The way of fostering a more cohesive society, a society that pulls together rather than one that pulls itself apart, starts with we voters demanding the reformation of our political class.

We should aim to,

  • replace professional party politicians whose careers are totally dependent on the success of their party (people who live within their party from their late teenager years to retirement) with people who’ve had relevant experience in, and of, the real world; people whose ambition is to give something back to the nation.
  • support candidates who have a vocation to serve the long-term interests of the nation, not those offering short term band aid solutions in the hope of winning or holding office for their party. Vote-brokers rarely mature into becoming statesmen or stateswomen.
  • be wary of candidates or party leaders who are evasive, talk in generalities or regularly make exaggerated promises. Above all, be wary of those who always blame their opponents for anything that goes wrong while taking credit for everything that works.
  • accept that good leaders often have to make unpopular decisions. They don’t do that for fun. So think why they are risking their popularity.

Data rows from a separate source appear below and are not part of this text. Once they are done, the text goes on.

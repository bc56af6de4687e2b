//! In-process [`Backend`] used by tests and local development.
//!
//! Every operation takes one lock over the whole store, so the
//! check-and-set in [`Backend::token_consume`] has the same exactly-once
//! semantics as the database's conditional update.

use chrono::{DateTime, Duration, Utc};
use parking_lot::Mutex;
use std::collections::HashMap;
use std::sync::Arc;
use std::sync::atomic::{AtomicBool, Ordering};
use thiserror::Error;
use uuid::Uuid;

use crate::{
    backend::{
        Backend, ConfirmationToken, ConsumeOutcome, LocationPreferences,
        LocationPreferencesUpdate, NewUser, ProfileUpdate, UserAccount,
    },
    verification::TokenKind,
};

#[derive(Debug, Error, PartialEq, Eq)]
pub enum MemoryBackendError {
    /// Simulated transient store failure.
    #[error("store unavailable")]
    Unavailable,

    #[error("user {0} not found")]
    UserNotFound(Uuid),
}

#[derive(Debug, Default)]
struct Store {
    users: HashMap<Uuid, UserAccount>,
    tokens: HashMap<String, ConfirmationToken>,
    locations: HashMap<Uuid, LocationPreferences>,
}

/// Shared in-memory store. Clones see the same data.
#[derive(Debug, Clone, Default)]
pub struct MemoryBackend {
    store: Arc<Mutex<Store>>,
    token_writes_fail: Arc<AtomicBool>,
}

impl MemoryBackend {
    pub fn new() -> Self {
        Self::default()
    }

    /// Make subsequent token inserts fail with [`MemoryBackendError::Unavailable`].
    pub fn token_writes_fail(&self, fail: bool) {
        self.token_writes_fail.store(fail, Ordering::SeqCst);
    }

    /// Look up a token row by hash.
    pub fn token_get(&self, token_hash: &str) -> Option<ConfirmationToken> {
        self.store.lock().tokens.get(token_hash).cloned()
    }

    /// All token rows belonging to a user.
    pub fn tokens_for_user(&self, user_id: Uuid) -> Vec<ConfirmationToken> {
        self.store
            .lock()
            .tokens
            .values()
            .filter(|t| t.user_id == user_id)
            .cloned()
            .collect()
    }

    /// Move a token's expiry into the past.
    pub fn token_expire(&self, token_hash: &str) {
        if let Some(token) = self.store.lock().tokens.get_mut(token_hash) {
            token.expires_at = Utc::now() - Duration::seconds(1);
        }
    }

    /// Shift every timestamp of a token back by `by`.
    pub fn token_backdate(&self, token_hash: &str, by: Duration) {
        if let Some(token) = self.store.lock().tokens.get_mut(token_hash) {
            token.created_at -= by;
            token.expires_at -= by;
            if let Some(consumed_at) = token.consumed_at.as_mut() {
                *consumed_at -= by;
            }
        }
    }

    pub fn token_count(&self) -> usize {
        self.store.lock().tokens.len()
    }
}

impl Backend for MemoryBackend {
    type Error = MemoryBackendError;

    async fn user_find_by_email(&self, email: &str) -> Result<Option<UserAccount>, Self::Error> {
        Ok(self
            .store
            .lock()
            .users
            .values()
            .find(|u| u.email == email)
            .cloned())
    }

    async fn user_get_by_id(&self, id: Uuid) -> Result<Option<UserAccount>, Self::Error> {
        Ok(self.store.lock().users.get(&id).cloned())
    }

    async fn user_create(&self, user: &NewUser) -> Result<Option<UserAccount>, Self::Error> {
        let mut store = self.store.lock();
        if store.users.values().any(|u| u.email == user.email) {
            return Ok(None);
        }

        let account = UserAccount {
            id: user.id,
            email: user.email.clone(),
            username: user.username.clone(),
            password_hash: user.password_hash.clone(),
            email_verified: false,
            email_verified_at: None,
            full_name: None,
            avatar_url: None,
            bio: None,
            created_at: Utc::now(),
            last_sign_in_at: None,
        };
        store.users.insert(account.id, account.clone());
        Ok(Some(account))
    }

    async fn user_last_sign_in_update(&self, id: Uuid) -> Result<(), Self::Error> {
        let mut store = self.store.lock();
        let user = store
            .users
            .get_mut(&id)
            .ok_or(MemoryBackendError::UserNotFound(id))?;
        user.last_sign_in_at = Some(Utc::now());
        Ok(())
    }

    async fn user_mark_verified(&self, id: Uuid) -> Result<bool, Self::Error> {
        let mut store = self.store.lock();
        Ok(match store.users.get_mut(&id) {
            Some(user) => {
                user.email_verified = true;
                user.email_verified_at = Some(Utc::now());
                true
            }
            None => false,
        })
    }

    async fn user_password_update(
        &self,
        id: Uuid,
        password_hash: &str,
    ) -> Result<bool, Self::Error> {
        let mut store = self.store.lock();
        Ok(match store.users.get_mut(&id) {
            Some(user) => {
                user.password_hash = password_hash.to_string();
                true
            }
            None => false,
        })
    }

    async fn user_profile_update(
        &self,
        id: Uuid,
        update: &ProfileUpdate,
    ) -> Result<Option<UserAccount>, Self::Error> {
        let mut store = self.store.lock();
        let Some(user) = store.users.get_mut(&id) else {
            return Ok(None);
        };

        if let Some(username) = &update.username {
            user.username = username.clone();
        }
        if let Some(full_name) = &update.full_name {
            user.full_name = Some(full_name.clone());
        }
        if let Some(avatar_url) = &update.avatar_url {
            user.avatar_url = Some(avatar_url.clone());
        }
        if let Some(bio) = &update.bio {
            user.bio = Some(bio.clone());
        }
        Ok(Some(user.clone()))
    }

    async fn token_insert(&self, token: &ConfirmationToken) -> Result<(), Self::Error> {
        if self.token_writes_fail.load(Ordering::SeqCst) {
            return Err(MemoryBackendError::Unavailable);
        }
        self.store
            .lock()
            .tokens
            .insert(token.token_hash.clone(), token.clone());
        Ok(())
    }

    async fn token_consume(
        &self,
        token_hash: &str,
        kind: TokenKind,
        now: DateTime<Utc>,
    ) -> Result<ConsumeOutcome, Self::Error> {
        let mut store = self.store.lock();
        let Some(token) = store
            .tokens
            .get_mut(token_hash)
            .filter(|t| t.kind == kind)
        else {
            return Ok(ConsumeOutcome::NotFound);
        };

        if token.consumed_at.is_some() {
            return Ok(ConsumeOutcome::AlreadyConsumed);
        }
        if now >= token.expires_at {
            return Ok(ConsumeOutcome::Expired);
        }

        token.consumed_at = Some(now);
        Ok(ConsumeOutcome::Consumed {
            user_id: token.user_id,
        })
    }

    async fn token_purge(&self, cutoff: DateTime<Utc>) -> Result<u64, Self::Error> {
        let mut store = self.store.lock();
        let before = store.tokens.len();
        store.tokens.retain(|_, t| {
            t.expires_at >= cutoff && t.consumed_at.is_none_or(|at| at >= cutoff)
        });
        Ok((before - store.tokens.len()) as u64)
    }

    async fn location_preferences_get(
        &self,
        user_id: Uuid,
    ) -> Result<Option<LocationPreferences>, Self::Error> {
        Ok(self.store.lock().locations.get(&user_id).cloned())
    }

    async fn location_preferences_set(
        &self,
        user_id: Uuid,
        update: &LocationPreferencesUpdate,
    ) -> Result<LocationPreferences, Self::Error> {
        let mut store = self.store.lock();
        if !store.users.contains_key(&user_id) {
            return Err(MemoryBackendError::UserNotFound(user_id));
        }

        let preferences = LocationPreferences {
            user_id,
            city: update.city.clone(),
            region: update.region.clone(),
            country: update.country.clone(),
            latitude: update.latitude,
            longitude: update.longitude,
            radius_km: update.radius_km,
            categories: update.categories.clone(),
            updated_at: Utc::now(),
        };
        store.locations.insert(user_id, preferences.clone());
        Ok(preferences)
    }
}

#[cfg(test)]
mod tests {
    use super::*;

    fn new_user(email: &str) -> NewUser {
        NewUser {
            id: Uuid::new_v4(),
            email: email.to_string(),
            username: "tester".to_string(),
            password_hash: "hash".to_string(),
        }
    }

    fn token(user_id: Uuid, hash: &str, kind: TokenKind, ttl: Duration) -> ConfirmationToken {
        let now = Utc::now();
        ConfirmationToken {
            token_hash: hash.to_string(),
            user_id,
            kind,
            created_at: now,
            expires_at: now + ttl,
            consumed_at: None,
        }
    }

    #[tokio::test]
    async fn duplicate_email_is_rejected() {
        let backend = MemoryBackend::new();
        assert!(backend.user_create(&new_user("a@b.co")).await.unwrap().is_some());
        assert!(backend.user_create(&new_user("a@b.co")).await.unwrap().is_none());
    }

    #[tokio::test]
    async fn consume_reports_each_failure_reason() {
        let backend = MemoryBackend::new();
        let user_id = Uuid::new_v4();
        let now = Utc::now();

        backend
            .token_insert(&token(user_id, "live", TokenKind::EmailVerification, Duration::hours(1)))
            .await
            .unwrap();
        backend
            .token_insert(&token(
                user_id,
                "old",
                TokenKind::EmailVerification,
                Duration::seconds(-1),
            ))
            .await
            .unwrap();

        assert_eq!(
            backend.token_consume("missing", TokenKind::EmailVerification, now).await,
            Ok(ConsumeOutcome::NotFound)
        );
        assert_eq!(
            backend.token_consume("live", TokenKind::PasswordReset, now).await,
            Ok(ConsumeOutcome::NotFound)
        );
        assert_eq!(
            backend.token_consume("old", TokenKind::EmailVerification, now).await,
            Ok(ConsumeOutcome::Expired)
        );
        assert_eq!(
            backend.token_consume("live", TokenKind::EmailVerification, now).await,
            Ok(ConsumeOutcome::Consumed { user_id })
        );
        assert_eq!(
            backend.token_consume("live", TokenKind::EmailVerification, now).await,
            Ok(ConsumeOutcome::AlreadyConsumed)
        );
    }

    #[tokio::test]
    async fn purge_removes_only_stale_rows() {
        let backend = MemoryBackend::new();
        let user_id = Uuid::new_v4();
        let now = Utc::now();

        for (hash, ttl) in [("fresh", Duration::hours(24)), ("stale", Duration::days(-10))] {
            backend
                .token_insert(&token(user_id, hash, TokenKind::EmailVerification, ttl))
                .await
                .unwrap();
        }
        backend
            .token_insert(&token(user_id, "used", TokenKind::PasswordReset, Duration::hours(1)))
            .await
            .unwrap();
        backend
            .token_consume("used", TokenKind::PasswordReset, now - Duration::days(8))
            .await
            .unwrap();

        let removed = backend.token_purge(now - Duration::days(7)).await.unwrap();
        assert_eq!(removed, 2);
        assert!(backend.token_get("fresh").is_some());
        assert!(backend.token_get("stale").is_none());
        assert!(backend.token_get("used").is_none());
    }

    #[tokio::test]
    async fn failing_token_writes_surface_as_unavailable() {
        let backend = MemoryBackend::new();
        backend.token_writes_fail(true);
        let result = backend
            .token_insert(&token(
                Uuid::new_v4(),
                "x",
                TokenKind::EmailVerification,
                Duration::hours(1),
            ))
            .await;
        assert_eq!(result, Err(MemoryBackendError::Unavailable));
        assert_eq!(backend.token_count(), 0);
    }
}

It could well be they’re putting the nation’s interest ahead of they’re own.
  • be prepared to put some effort into following politics beyond reading newspaper headlines or listening to a few minutes of tv news……and don’t vote out of habit. You only impede the rate of change if you invariably vote for the same party no matter what.

This recommendation doesn’t mean you should automatically vote for independents or other parties simply to punish one or both of the major parties. That can be a jump from the frying pan into the fire.

Unless independents hold the balance of power they can’t have much influence on government policy no matter how virtuous or attractive their manifestos appear. Democracies, historically, work best when there are two (and not many more) major parties. Fragmentation can easily turn parliaments into Towers of Babel.

•check the ability of candidates to serve at the national level. It’s not enough to be a nice or popular person. Leading the nation is (or at least should be) a high calling. We need our very best at the helm. There are plenty of councils and State parliaments for those more interested in local matters to serve in.

And finally,

  • beware of zealots, carpetbaggers, fanatics and single-cause candidates.

If we voters are serious about living in a healthy democracy we’re, at least sometimes, going to have to vote in the national interest ahead our own interests, to behave as citizens who are prepared accept our responsibilities as well as demand our rights as individuals. If we don’t do that there’s little incentive for our political class to change its ways.

Remember we get the governments we vote for.